The task:
Tell me how many lines of the entries below include the string "DEBUG", and give only the number.

Data excerpts:
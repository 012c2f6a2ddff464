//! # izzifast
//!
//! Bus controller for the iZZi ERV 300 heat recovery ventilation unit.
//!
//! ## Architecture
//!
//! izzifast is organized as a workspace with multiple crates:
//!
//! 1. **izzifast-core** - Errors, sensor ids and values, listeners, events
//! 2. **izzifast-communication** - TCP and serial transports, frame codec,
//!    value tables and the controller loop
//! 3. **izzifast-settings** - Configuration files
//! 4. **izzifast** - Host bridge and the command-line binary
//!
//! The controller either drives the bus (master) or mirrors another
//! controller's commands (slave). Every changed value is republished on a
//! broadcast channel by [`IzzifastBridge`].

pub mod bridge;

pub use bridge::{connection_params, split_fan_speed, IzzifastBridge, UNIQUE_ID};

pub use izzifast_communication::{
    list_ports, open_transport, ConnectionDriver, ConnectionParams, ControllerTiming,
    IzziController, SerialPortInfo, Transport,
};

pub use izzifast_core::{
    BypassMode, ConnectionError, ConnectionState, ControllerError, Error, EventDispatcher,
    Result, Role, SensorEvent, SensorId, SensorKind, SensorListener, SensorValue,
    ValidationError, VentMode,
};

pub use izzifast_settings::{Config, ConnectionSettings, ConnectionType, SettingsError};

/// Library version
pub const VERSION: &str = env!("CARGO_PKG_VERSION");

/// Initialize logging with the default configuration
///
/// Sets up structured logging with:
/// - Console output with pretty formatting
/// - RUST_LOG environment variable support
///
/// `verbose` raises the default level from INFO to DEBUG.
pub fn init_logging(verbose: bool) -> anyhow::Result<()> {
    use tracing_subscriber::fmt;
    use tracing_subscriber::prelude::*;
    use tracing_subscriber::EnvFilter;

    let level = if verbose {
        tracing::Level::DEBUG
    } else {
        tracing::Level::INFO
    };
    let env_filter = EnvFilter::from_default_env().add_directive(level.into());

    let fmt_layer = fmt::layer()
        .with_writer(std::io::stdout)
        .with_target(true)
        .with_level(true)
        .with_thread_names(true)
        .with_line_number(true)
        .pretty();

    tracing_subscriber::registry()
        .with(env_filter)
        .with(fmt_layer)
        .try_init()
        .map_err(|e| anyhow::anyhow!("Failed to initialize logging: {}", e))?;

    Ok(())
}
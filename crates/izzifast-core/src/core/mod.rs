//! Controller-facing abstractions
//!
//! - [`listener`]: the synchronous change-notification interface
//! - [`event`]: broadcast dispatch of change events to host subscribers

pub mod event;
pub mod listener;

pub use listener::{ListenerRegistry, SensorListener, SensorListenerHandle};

Answer section:
2